▶ RECORDS PROVIDED
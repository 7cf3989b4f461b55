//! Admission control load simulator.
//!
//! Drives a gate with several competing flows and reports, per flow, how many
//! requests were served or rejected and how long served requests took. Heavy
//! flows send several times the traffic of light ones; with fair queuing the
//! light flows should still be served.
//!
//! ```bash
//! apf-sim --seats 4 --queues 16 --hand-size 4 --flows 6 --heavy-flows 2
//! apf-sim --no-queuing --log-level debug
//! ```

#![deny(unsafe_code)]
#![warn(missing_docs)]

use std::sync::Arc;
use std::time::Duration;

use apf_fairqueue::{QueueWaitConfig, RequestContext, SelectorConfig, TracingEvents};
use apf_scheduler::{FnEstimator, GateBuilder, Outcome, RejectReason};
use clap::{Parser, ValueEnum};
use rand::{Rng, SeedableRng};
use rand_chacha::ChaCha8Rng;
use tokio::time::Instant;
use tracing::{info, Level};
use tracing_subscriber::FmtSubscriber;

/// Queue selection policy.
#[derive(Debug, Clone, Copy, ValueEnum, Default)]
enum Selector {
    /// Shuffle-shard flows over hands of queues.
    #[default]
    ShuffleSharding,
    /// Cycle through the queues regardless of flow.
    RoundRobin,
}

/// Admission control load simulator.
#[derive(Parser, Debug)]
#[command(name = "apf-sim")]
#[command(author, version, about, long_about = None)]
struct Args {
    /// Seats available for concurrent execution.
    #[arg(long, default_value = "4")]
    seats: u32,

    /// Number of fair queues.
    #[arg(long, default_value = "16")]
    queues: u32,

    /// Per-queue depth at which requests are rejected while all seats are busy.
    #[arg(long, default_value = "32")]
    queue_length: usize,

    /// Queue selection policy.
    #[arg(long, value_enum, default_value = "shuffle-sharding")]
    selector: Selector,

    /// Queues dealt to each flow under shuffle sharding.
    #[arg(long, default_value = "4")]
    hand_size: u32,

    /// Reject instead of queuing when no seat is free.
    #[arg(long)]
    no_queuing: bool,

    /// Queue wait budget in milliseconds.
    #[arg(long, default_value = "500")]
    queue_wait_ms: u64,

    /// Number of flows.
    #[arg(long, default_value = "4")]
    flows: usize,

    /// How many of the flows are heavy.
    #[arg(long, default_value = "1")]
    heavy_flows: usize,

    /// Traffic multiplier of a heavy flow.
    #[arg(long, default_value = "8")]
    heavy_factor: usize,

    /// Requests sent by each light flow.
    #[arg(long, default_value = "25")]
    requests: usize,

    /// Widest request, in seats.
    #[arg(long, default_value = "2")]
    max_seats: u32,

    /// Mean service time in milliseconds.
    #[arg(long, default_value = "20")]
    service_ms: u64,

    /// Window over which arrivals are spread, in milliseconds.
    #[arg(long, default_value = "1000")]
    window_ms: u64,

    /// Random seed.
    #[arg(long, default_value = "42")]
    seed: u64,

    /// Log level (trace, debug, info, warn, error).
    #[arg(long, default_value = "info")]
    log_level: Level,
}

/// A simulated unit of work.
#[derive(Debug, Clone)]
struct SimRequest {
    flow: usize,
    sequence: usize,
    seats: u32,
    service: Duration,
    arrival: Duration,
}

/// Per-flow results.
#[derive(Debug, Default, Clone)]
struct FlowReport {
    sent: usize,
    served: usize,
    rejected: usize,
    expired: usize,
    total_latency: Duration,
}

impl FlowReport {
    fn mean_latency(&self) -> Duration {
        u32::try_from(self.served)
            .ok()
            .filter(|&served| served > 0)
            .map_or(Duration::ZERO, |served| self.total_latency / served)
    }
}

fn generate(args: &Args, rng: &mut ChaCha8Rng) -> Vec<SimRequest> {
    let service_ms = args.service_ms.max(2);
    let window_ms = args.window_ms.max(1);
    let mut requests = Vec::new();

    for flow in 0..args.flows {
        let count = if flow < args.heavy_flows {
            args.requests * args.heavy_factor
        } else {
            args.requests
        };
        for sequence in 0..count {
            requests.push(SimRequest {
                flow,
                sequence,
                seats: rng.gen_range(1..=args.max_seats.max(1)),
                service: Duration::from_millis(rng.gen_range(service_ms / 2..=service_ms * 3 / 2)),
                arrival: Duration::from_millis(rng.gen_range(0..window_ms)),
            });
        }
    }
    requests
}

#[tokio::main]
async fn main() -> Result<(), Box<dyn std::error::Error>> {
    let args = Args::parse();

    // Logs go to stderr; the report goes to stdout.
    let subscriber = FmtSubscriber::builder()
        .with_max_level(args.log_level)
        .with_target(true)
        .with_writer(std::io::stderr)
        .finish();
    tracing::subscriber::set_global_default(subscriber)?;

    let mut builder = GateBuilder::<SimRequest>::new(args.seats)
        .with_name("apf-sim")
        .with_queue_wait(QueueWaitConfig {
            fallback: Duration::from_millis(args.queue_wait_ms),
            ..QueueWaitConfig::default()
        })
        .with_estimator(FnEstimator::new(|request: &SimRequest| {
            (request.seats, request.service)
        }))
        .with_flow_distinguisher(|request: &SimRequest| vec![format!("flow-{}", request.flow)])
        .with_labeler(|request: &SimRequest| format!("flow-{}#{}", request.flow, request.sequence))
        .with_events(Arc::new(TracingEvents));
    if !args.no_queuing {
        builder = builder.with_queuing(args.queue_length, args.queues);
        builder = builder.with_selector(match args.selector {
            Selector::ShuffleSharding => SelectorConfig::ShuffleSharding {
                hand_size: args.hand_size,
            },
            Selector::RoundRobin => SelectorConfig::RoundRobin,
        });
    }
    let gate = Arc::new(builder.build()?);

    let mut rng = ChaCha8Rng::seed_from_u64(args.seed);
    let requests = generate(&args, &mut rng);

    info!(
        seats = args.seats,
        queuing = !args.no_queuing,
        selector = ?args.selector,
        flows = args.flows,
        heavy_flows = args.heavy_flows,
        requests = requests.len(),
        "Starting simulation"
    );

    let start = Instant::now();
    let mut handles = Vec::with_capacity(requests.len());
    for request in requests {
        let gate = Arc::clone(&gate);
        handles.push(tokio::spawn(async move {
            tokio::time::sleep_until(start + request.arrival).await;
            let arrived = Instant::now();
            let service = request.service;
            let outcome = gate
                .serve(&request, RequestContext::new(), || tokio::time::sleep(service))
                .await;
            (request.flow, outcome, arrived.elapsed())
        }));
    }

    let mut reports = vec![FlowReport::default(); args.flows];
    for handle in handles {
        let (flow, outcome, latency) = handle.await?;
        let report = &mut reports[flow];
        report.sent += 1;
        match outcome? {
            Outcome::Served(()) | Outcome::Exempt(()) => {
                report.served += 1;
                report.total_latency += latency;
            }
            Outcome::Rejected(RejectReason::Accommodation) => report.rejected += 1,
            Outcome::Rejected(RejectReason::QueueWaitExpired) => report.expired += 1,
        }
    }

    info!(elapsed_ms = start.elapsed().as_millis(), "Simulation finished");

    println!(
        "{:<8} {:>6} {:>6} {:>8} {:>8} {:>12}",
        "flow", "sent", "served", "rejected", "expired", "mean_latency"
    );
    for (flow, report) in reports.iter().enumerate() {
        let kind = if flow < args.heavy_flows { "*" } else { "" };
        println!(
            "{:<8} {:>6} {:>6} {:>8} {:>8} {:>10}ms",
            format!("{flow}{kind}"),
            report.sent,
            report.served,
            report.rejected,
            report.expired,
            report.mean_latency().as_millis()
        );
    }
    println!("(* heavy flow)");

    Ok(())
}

▶ EXERCISE
Write out the lines from the one containing "let report = &mut reports[flow];" through the last line of the records above. Include both of those lines and nothing else.

▶ ANSWER BOX
        let report = &mut reports[flow];
        report.sent += 1;
        match outcome? {
            Outcome::Served(()) | Outcome::Exempt(()) => {
                report.served += 1;
                report.total_latency += latency;
            }
            Outcome::Rejected(RejectReason::Accommodation) => report.rejected += 1,
            Outcome::Rejected(RejectReason::QueueWaitExpired) => report.expired += 1,
        }
    }

    info!(elapsed_ms = start.elapsed().as_millis(), "Simulation finished");

    println!(
        "{:<8} {:>6} {:>6} {:>8} {:>8} {:>12}",
        "flow", "sent", "served", "rejected", "expired", "mean_latency"
    );
    for (flow, report) in reports.iter().enumerate() {
        let kind = if flow < args.heavy_flows { "*" } else { "" };
        println!(
            "{:<8} {:>6} {:>6} {:>8} {:>8} {:>10}ms",
            format!("{flow}{kind}"),
            report.sent,
            report.served,
            report.rejected,
            report.expired,
            report.mean_latency().as_millis()
        );
    }
    println!("(* heavy flow)");

    Ok(())
}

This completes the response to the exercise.